You can configure the system file cache to limit its virtual address space usage and reduce physical memory usage. By default, file cache memory management might not be optimal for all workloads and applications. If system responsiveness becomes poor during file activity and the System Process Working Set performance counter has a value approaching the size of physical RAM, you might be able to improve responsiveness by limiting the file cache working set size. For a tool that can set this configuration parameter, see “Resources.”

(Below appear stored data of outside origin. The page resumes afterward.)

use log::{info, warn};

use crate::error::ControlError;
use crate::instrument::{Command, InstrumentChannel, Instruments};
use crate::run_state::RunStateMachine;
use crate::settings::SettingsStore;
use crate::types::Quantity;

/// One safe-state write that did not go through.
#[derive(Debug)]
pub struct ShutdownFailure {
    pub device: String,
    pub command: Command,
    pub error: ControlError,
}

/// What the safe-state sequence managed to do.
#[derive(Debug, Default)]
pub struct ShutdownReport {
    pub failures: Vec<ShutdownFailure>,
}

impl ShutdownReport {
    pub fn is_clean(&self) -> bool {
        self.failures.is_empty()
    }
}

/// Drives every instrument to zero/off.
///
/// The sequence never stops at the first failure: every write is attempted
/// and failures are collected into the report.
#[derive(Debug, Default)]
pub struct ShutdownSequencer;

impl ShutdownSequencer {
    pub fn new() -> Self {
        Self
    }

    /// Full termination: gate commits, zero the hardware, reset the store
    /// entries that were zeroed, and return to standby.
    pub fn terminate(
        &self,
        run_state: &mut RunStateMachine,
        store: &mut SettingsStore,
        instruments: &mut Instruments,
    ) -> ShutdownReport {
        info!("Terminating: driving instruments to safe state");
        run_state.begin_terminate();

        let mut report = ShutdownReport::default();

        let voltage = attempt(instruments.supply.as_mut(), Command::SetVoltage(0.0), &mut report);
        let current = attempt(instruments.supply.as_mut(), Command::SetCurrent(0.0), &mut report);
        let rate = attempt(instruments.pump.as_mut(), Command::SetFlowRate(0.0), &mut report);
        let stopped = attempt(instruments.pump.as_mut(), Command::StopFlow, &mut report);
        let heater = attempt(instruments.heater.as_mut(), Command::SetSetpoint(0.0), &mut report);
        if let Some(secondary) = instruments.secondary_heater.as_mut() {
            attempt(secondary.as_mut(), Command::SetSetpoint(0.0), &mut report);
        }

        for (quantity, zeroed) in [
            (Quantity::Voltage, voltage),
            (Quantity::Current, current),
            (Quantity::Flow, rate && stopped),
            (Quantity::Temperature, heater),
        ] {
            if zeroed {
                store.reset(quantity);
            }
        }

        run_state.finish_terminate();

        if report.is_clean() {
            info!("Safe state reached");
        } else {
            warn!(
                "Safe state incomplete: {} write(s) failed",
                report.failures.len()
            );
        }
        report
    }

    /// Stop the pump without touching settings or run state.
    pub fn stop_flow(&self, instruments: &mut Instruments) -> ShutdownReport {
        let mut report = ShutdownReport::default();
        attempt(instruments.pump.as_mut(), Command::SetFlowRate(0.0), &mut report);
        attempt(instruments.pump.as_mut(), Command::StopFlow, &mut report);
        report
    }
}

fn attempt(channel: &mut dyn InstrumentChannel, command: Command, report: &mut ShutdownReport) -> bool {
    match channel.write(command) {
        Ok(()) => true,
        Err(error) => {
            warn!("{}: {:?} failed: {}", channel.name(), command, error);
            report.failures.push(ShutdownFailure {
                device: channel.name().to_string(),
                command,
                error,
            });
            false
        }
    }
}

#[cfg(test)]
mod tests {
    use super::*;
    use crate::error::ErrorKind;
    use crate::instrument::tests::mock_instruments;
    use crate::types::RunState;

    fn running_store() -> SettingsStore {
        let mut store = SettingsStore::default();
        store.record_applied(Quantity::Voltage, 10.5);
        store.record_applied(Quantity::Current, 250.0);
        store.record_applied(Quantity::Flow, 100.0);
        store.record_applied(Quantity::Temperature, 40.0);
        store
    }

    #[test]
    fn zeroes_everything_and_returns_to_standby() {
        let (mut instruments, stand) = mock_instruments();
        let mut store = running_store();
        let mut run_state = RunStateMachine::new();
        run_state.begin_commit().unwrap();
        run_state.finish_commit();

        let report = ShutdownSequencer::new().terminate(&mut run_state, &mut store, &mut instruments);

        assert!(report.is_clean());
        assert_eq!(run_state.state(), RunState::Standby);
        assert!(run_state.commit_allowed());
        assert_eq!(
            stand.supply.lock().writes,
            vec![Command::SetVoltage(0.0), Command::SetCurrent(0.0)]
        );
        assert_eq!(
            stand.pump.lock().writes,
            vec![Command::SetFlowRate(0.0), Command::StopFlow]
        );
        assert_eq!(stand.heater.lock().writes, vec![Command::SetSetpoint(0.0)]);
        assert_eq!(stand.secondary.lock().writes, vec![Command::SetSetpoint(0.0)]);
        for quantity in Quantity::ALL {
            assert_eq!(store.committed(quantity), 0.0);
            assert!(!store.has_been_set(quantity));
        }
    }

    #[test]
    fn one_failure_does_not_stop_the_sequence() {
        let (mut instruments, stand) = mock_instruments();
        stand.supply.lock().fail_all_writes = Some(ErrorKind::DeviceTimeout);
        let mut store = running_store();
        let mut run_state = RunStateMachine::new();

        let report = ShutdownSequencer::new().terminate(&mut run_state, &mut store, &mut instruments);

        assert_eq!(report.failures.len(), 2);
        assert_eq!(report.failures[0].error.kind(), ErrorKind::DeviceTimeout);
        assert_eq!(stand.pump.lock().writes.len(), 2);
        assert_eq!(stand.heater.lock().writes.len(), 1);
        // Supply was not zeroed, so the store still reflects the hardware
        assert_eq!(store.committed(Quantity::Voltage), 10.5);
        assert_eq!(store.committed(Quantity::Flow), 0.0);
        assert_eq!(run_state.state(), RunState::Standby);
    }

    #[test]
    fn terminate_twice_is_harmless() {
        let (mut instruments, stand) = mock_instruments();
        let mut store = running_store();
        let mut run_state = RunStateMachine::new();
        let sequencer = ShutdownSequencer::new();

        assert!(sequencer.terminate(&mut run_state, &mut store, &mut instruments).is_clean());
        assert!(sequencer.terminate(&mut run_state, &mut store, &mut instruments).is_clean());

        assert_eq!(stand.supply.lock().writes.len(), 4);
        assert_eq!(store.committed(Quantity::Voltage), 0.0);
        assert_eq!(run_state.state(), RunState::Standby);
        assert!(run_state.commit_allowed());
    }

    #[test]
    fn stop_flow_leaves_store_alone() {
        let (mut instruments, stand) = mock_instruments();
        let report = ShutdownSequencer::new().stop_flow(&mut instruments);
        assert!(report.is_clean());
        assert_eq!(
            stand.pump.lock().writes,
            vec![Command::SetFlowRate(0.0), Command::StopFlow]
        );
        assert!(stand.supply.lock().writes.is_empty());
    }
}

General Tuning Parameters for File Servers
The following registry tuning parameters can affect the performance of file servers:
NtfsDisable8dot3NameCreation
HKLM\System\CurrentControlSet\Control\FileSystem\REG_DWORD)
The default is 0. This parameter determines whether NTFS generates a short name in the 8.3 (MS‑DOS®) naming convention for long file names and for file names that contain characters from the extended character set. If the value of this entry is 0, files can have two names: the name that the user specifies and the short name that NTFS generates. If the user-specified name follows the 8.3 naming convention, NTFS does not generate a short name.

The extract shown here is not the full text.